> [What to do] Go to the line containing "self.chat(request).await" in the records below. Repeat it and the lines after it exactly, all the way to the end.

(Dataset entries)
=== Begin Enclosure ===

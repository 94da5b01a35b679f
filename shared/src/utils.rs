/// Escape text for inclusion in HTML element bodies or attribute values.
pub fn html_escape(text: &str) -> String {
    let mut out = String::with_capacity(text.len());
    for ch in text.chars() {
        match ch {
            '&' => out.push_str("&amp;"),
            '<' => out.push_str("&lt;"),
            '>' => out.push_str("&gt;"),
            '"' => out.push_str("&quot;"),
            '\'' => out.push_str("&#39;"),
            _ => out.push(ch),
        }
    }
    out
}
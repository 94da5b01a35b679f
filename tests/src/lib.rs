//! Test doubles shared by the integration tests.

use domain::model::{ChatModel, ChatRequest, Completion, FragmentStream};
use domain::turn::Turn;
use futures::{stream, StreamExt};
use shared::types::Result;
use std::collections::VecDeque;
use std::net::SocketAddr;
use std::sync::{Arc, Mutex};

#[derive(Default)]
struct Script {
    completions: Mutex<VecDeque<Completion>>,
    replies: Mutex<VecDeque<Vec<String>>>,
    requests: Mutex<Vec<ChatRequest>>,
    prompts: Mutex<Vec<Vec<Turn>>>,
}

/// A model that answers from a script and remembers what it was asked.
/// Clones share the same script.
#[derive(Clone, Default)]
pub struct ScriptedModel {
    script: Arc<Script>,
}

impl ScriptedModel {
    pub fn new() -> Self {
        Self::default()
    }

    pub fn with_completions(completions: Vec<Completion>) -> Self {
        let model = Self::new();
        model.script.completions.lock().unwrap().extend(completions);
        model
    }

    /// Queue one streamed reply made of `fragments`.
    pub fn push_reply(&self, fragments: &[&str]) {
        self.script
            .replies
            .lock()
            .unwrap()
            .push_back(fragments.iter().map(|f| f.to_string()).collect());
    }

    pub fn requests(&self) -> Vec<ChatRequest> {
        self.script.requests.lock().unwrap().clone()
    }

    pub fn prompts(&self) -> Vec<Vec<Turn>> {
        self.script.prompts.lock().unwrap().clone()
    }
}

impl ChatModel for ScriptedModel {
    async fn complete(&self, request: ChatRequest) -> Result<Completion> {
        self.script.requests.lock().unwrap().push(request);
        self.script
            .completions
            .lock()
            .unwrap()
            .pop_front()
            .ok_or_else(|| anyhow::anyhow!("no scripted completion left"))
    }

    async fn stream(&self, turns: Vec<Turn>) -> Result<FragmentStream> {
        self.script.prompts.lock().unwrap().push(turns);
        let fragments = self
            .script
            .replies
            .lock()
            .unwrap()
            .pop_front()
            .ok_or_else(|| anyhow::anyhow!("no scripted reply left"))?;
        Ok(stream::iter(fragments.into_iter().map(Ok)).boxed())
    }
}

/// Serve `router` on an ephemeral local port.
pub async fn spawn_server(router: axum::Router) -> SocketAddr {
    let listener = tokio::net::TcpListener::bind("127.0.0.1:0").await.unwrap();
    let addr = listener.local_addr().unwrap();
    tokio::spawn(async move {
        axum::serve(listener, router).await.unwrap();
    });
    addr
}
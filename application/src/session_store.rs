use domain::session::ConversationState;
use std::collections::HashMap;
use std::sync::Arc;
use std::time::{Duration, Instant};
use tokio::sync::Mutex;
use tracing::{debug, info};

pub type SharedState = Arc<Mutex<ConversationState>>;

/// Sessions unused for this long are discarded.
pub const DEFAULT_IDLE_TTL: Duration = Duration::from_secs(30 * 60);

struct Entry {
    state: SharedState,
    last_used: Instant,
}

/// Per-session conversation state, keyed by session id.
pub struct SessionStore {
    sessions: Mutex<HashMap<String, Entry>>,
    idle_ttl: Duration,
}

impl SessionStore {
    pub fn new() -> Self {
        Self::with_idle_ttl(DEFAULT_IDLE_TTL)
    }

    pub fn with_idle_ttl(idle_ttl: Duration) -> Self {
        Self {
            sessions: Mutex::new(HashMap::new()),
            idle_ttl,
        }
    }

    /// Return the state for `session_id`, creating it with `preamble` on first
    /// use. An existing session is returned untouched. Idle sessions are
    /// evicted on the way in.
    pub async fn initialize(&self, session_id: &str, preamble: &str) -> SharedState {
        let mut sessions = self.sessions.lock().await;
        let now = Instant::now();
        self.evict_idle(&mut sessions, now);

        let entry = sessions.entry(session_id.to_string()).or_insert_with(|| {
            info!(session = session_id, "starting chat session");
            Entry {
                state: Arc::new(Mutex::new(ConversationState::new(preamble))),
                last_used: now,
            }
        });
        entry.last_used = now;
        entry.state.clone()
    }

    /// Sessions still held elsewhere (an exchange in flight) are kept.
    fn evict_idle(&self, sessions: &mut HashMap<String, Entry>, now: Instant) {
        let before = sessions.len();
        sessions.retain(|_, entry| {
            now.duration_since(entry.last_used) < self.idle_ttl
                || Arc::strong_count(&entry.state) > 1
        });
        let evicted = before - sessions.len();
        if evicted > 0 {
            debug!(evicted, remaining = sessions.len(), "evicted idle chat sessions");
        }
    }

    pub async fn get(&self, session_id: &str) -> Option<SharedState> {
        self.sessions
            .lock()
            .await
            .get(session_id)
            .map(|entry| entry.state.clone())
    }

    pub async fn len(&self) -> usize {
        self.sessions.lock().await.len()
    }

    pub async fn is_empty(&self) -> bool {
        self.len().await == 0
    }
}

impl Default for SessionStore {
    fn default() -> Self {
        Self::new()
    }
}
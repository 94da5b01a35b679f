pub mod telemetry;
pub mod types;
pub mod utils;
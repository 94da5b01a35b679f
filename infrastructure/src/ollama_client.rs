use crate::config::Config;
use crate::ndjson::LineBuffer;
use anyhow::Context;
use domain::model::{ChatModel, ChatRequest, Completion, FragmentStream};
use domain::tool::{ToolCall, ToolSpec};
use domain::turn::Turn;
use futures::stream::{self, BoxStream};
use futures::{StreamExt, TryStreamExt};
use reqwest::Client;
use serde::{Deserialize, Serialize};
use serde_json::Value;
use shared::types::Result;
use std::collections::VecDeque;
use std::sync::Arc;
use tracing::debug;

#[derive(Serialize, Deserialize, Debug, Default)]
struct Message {
    #[serde(default)]
    role: String,
    #[serde(default)]
    content: String,
    #[serde(default, skip_serializing_if = "Vec::is_empty")]
    tool_calls: Vec<WireToolCall>,
    #[serde(default, skip_serializing_if = "Option::is_none")]
    tool_name: Option<String>,
}

#[derive(Serialize, Deserialize, Debug)]
struct WireToolCall {
    #[serde(default, skip_serializing_if = "Option::is_none")]
    id: Option<String>,
    function: WireFunction,
}

#[derive(Serialize, Deserialize, Debug)]
struct WireFunction {
    name: String,
    #[serde(default)]
    arguments: Value,
}

#[derive(Serialize)]
struct WireTool<'a> {
    #[serde(rename = "type")]
    kind: &'static str,
    function: &'a ToolSpec,
}

#[derive(Serialize)]
struct Options {
    temperature: f32,
}

#[derive(Serialize)]
struct WireRequest<'a> {
    model: &'a str,
    messages: Vec<Message>,
    #[serde(skip_serializing_if = "Vec::is_empty")]
    tools: Vec<WireTool<'a>>,
    stream: bool,
    options: Options,
}

#[derive(Deserialize, Debug)]
struct ChatResponse {
    #[serde(default)]
    message: Option<Message>,
    #[serde(default)]
    done: bool,
    #[serde(default)]
    error: Option<String>,
}

impl From<&Turn> for Message {
    fn from(turn: &Turn) -> Self {
        let mut message = Message {
            role: turn.role().to_string(),
            content: turn.content().to_string(),
            ..Default::default()
        };
        match turn {
            Turn::Assistant { tool_calls, .. } => {
                message.tool_calls = tool_calls
                    .iter()
                    .map(|call| WireToolCall {
                        id: Some(call.id.clone()),
                        function: WireFunction {
                            name: call.name.clone(),
                            arguments: call.arguments.clone(),
                        },
                    })
                    .collect();
            }
            Turn::ToolResult { name, .. } => message.tool_name = Some(name.clone()),
            Turn::System { .. } | Turn::User { .. } => {}
        }
        message
    }
}

impl WireToolCall {
    fn into_tool_call(self, index: usize) -> ToolCall {
        // Some servers send the argument object JSON-encoded in a string.
        let arguments = match self.function.arguments {
            Value::String(raw) => serde_json::from_str(&raw).unwrap_or(Value::String(raw)),
            other => other,
        };
        ToolCall {
            id: self.id.unwrap_or_else(|| format!("call_{index}")),
            name: self.function.name,
            arguments,
        }
    }
}

/// Parse a non-streaming body: a single JSON object, or NDJSON when the server
/// streams anyway.
fn parse_completion(body: &str) -> Result<Completion> {
    let responses: Vec<ChatResponse> = match serde_json::from_str::<ChatResponse>(body) {
        Ok(single) => vec![single],
        Err(_) => body
            .lines()
            .filter(|line| !line.trim().is_empty())
            .filter_map(|line| serde_json::from_str::<ChatResponse>(line).ok())
            .collect(),
    };
    if responses.is_empty() {
        anyhow::bail!("Ollama returned an unreadable body: {}", body.trim());
    }

    let mut content = String::new();
    let mut wire_calls = Vec::new();
    for response in responses {
        if let Some(err) = response.error {
            anyhow::bail!("Ollama API error: {}", err);
        }
        if let Some(message) = response.message {
            content.push_str(&message.content);
            wire_calls.extend(message.tool_calls);
        }
        if response.done {
            break;
        }
    }

    let tool_calls = wire_calls
        .into_iter()
        .enumerate()
        .map(|(index, call)| call.into_tool_call(index))
        .collect();
    Ok(Completion {
        content,
        tool_calls,
    })
}

/// One streamed line: `Some(text)` to emit, `None` to skip, or a server error.
fn parse_stream_line(line: &str) -> Result<(Option<String>, bool)> {
    let chunk = match serde_json::from_str::<ChatResponse>(line) {
        Ok(chunk) => chunk,
        Err(err) => {
            debug!(error = %err, "skipping unreadable stream line");
            return Ok((None, false));
        }
    };
    if let Some(err) = chunk.error {
        anyhow::bail!("Ollama stream error: {}", err);
    }
    let text = chunk
        .message
        .map(|m| m.content)
        .filter(|content| !content.is_empty());
    Ok((text, chunk.done))
}

struct StreamState {
    body: BoxStream<'static, reqwest::Result<Vec<u8>>>,
    lines: LineBuffer,
    ready: VecDeque<String>,
    eof: bool,
    stop: bool,
}

fn fragments(body: BoxStream<'static, reqwest::Result<Vec<u8>>>) -> FragmentStream {
    let state = StreamState {
        body,
        lines: LineBuffer::default(),
        ready: VecDeque::new(),
        eof: false,
        stop: false,
    };
    stream::unfold(state, |mut st| async move {
        loop {
            if st.stop {
                return None;
            }
            if let Some(line) = st.ready.pop_front() {
                match parse_stream_line(&line) {
                    Ok((text, done)) => {
                        st.stop = done;
                        if let Some(text) = text {
                            return Some((Ok(text), st));
                        }
                        continue;
                    }
                    Err(err) => {
                        st.stop = true;
                        return Some((Err(err), st));
                    }
                }
            }
            if st.eof {
                return None;
            }
            match st.body.next().await {
                Some(Ok(bytes)) => {
                    let lines = st.lines.push(&bytes);
                    st.ready.extend(lines);
                }
                Some(Err(err)) => {
                    st.stop = true;
                    return Some((Err(anyhow::Error::from(err).context("Ollama stream interrupted")), st));
                }
                None => {
                    st.eof = true;
                    let tail = st.lines.finish();
                    st.ready.extend(tail);
                }
            }
        }
    })
    .boxed()
}

#[derive(Clone)]
pub struct OllamaClient {
    client: Arc<Client>,
    base_url: String,
    model: String,
    temperature: f32,
}

impl OllamaClient {
    pub fn new(config: &Config) -> Result<Self> {
        let client = Client::builder()
            .build()
            .context("Failed to build HTTP client")?;
        Ok(Self {
            client: Arc::new(client),
            base_url: config.ollama_base_url.trim_end_matches('/').to_string(),
            model: config.ollama_model.clone(),
            temperature: config.temperature,
        })
    }

    pub fn model(&self) -> &str {
        &self.model
    }

    fn request<'a>(&'a self, turns: &[Turn], tools: &'a [ToolSpec], stream: bool) -> WireRequest<'a> {
        WireRequest {
            model: &self.model,
            messages: turns.iter().map(Message::from).collect(),
            tools: tools
                .iter()
                .map(|spec| WireTool {
                    kind: "function",
                    function: spec,
                })
                .collect(),
            stream,
            options: Options {
                temperature: self.temperature,
            },
        }
    }

    async fn post(&self, request: &WireRequest<'_>) -> Result<reqwest::Response> {
        let url = format!("{}/api/chat", self.base_url);
        debug!(
            model = %self.model,
            messages = request.messages.len(),
            tools = request.tools.len(),
            stream = request.stream,
            "posting chat request"
        );
        let response = self
            .client
            .post(&url)
            .json(request)
            .send()
            .await
            .context("Failed contacting Ollama")?;
        let status = response.status();
        if !status.is_success() {
            let text = response.text().await.unwrap_or_default();
            return Err(anyhow::anyhow!("Ollama API error ({}): {}", status, text));
        }
        Ok(response)
    }

    pub async fn chat(&self, request: ChatRequest) -> Result<Completion> {
        let wire = self.request(&request.turns, &request.tools, false);
        let text = self.post(&wire).await?.text().await?;
        parse_completion(&text)
    }

    pub async fn chat_stream(&self, turns: Vec<Turn>) -> Result<FragmentStream> {
        let wire = self.request(&turns, &[], true);
        let response = self.post(&wire).await?;
        let body = response.bytes_stream().map_ok(|bytes| bytes.to_vec()).boxed();
        Ok(fragments(body))
    }
}

impl ChatModel for OllamaClient {
    async fn complete(&self, request: ChatRequest) -> Result<Completion> {
        self.chat(request).await
    }

    async fn stream(&self, turns: Vec<Turn>) -> Result<FragmentStream> {
        self.chat_stream(turns).await
    }
}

=== End Enclosure ===

> [Written reply]
        self.chat(request).await
    }

    async fn stream(&self, turns: Vec<Turn>) -> Result<FragmentStream> {
        self.chat_stream(turns).await
    }
}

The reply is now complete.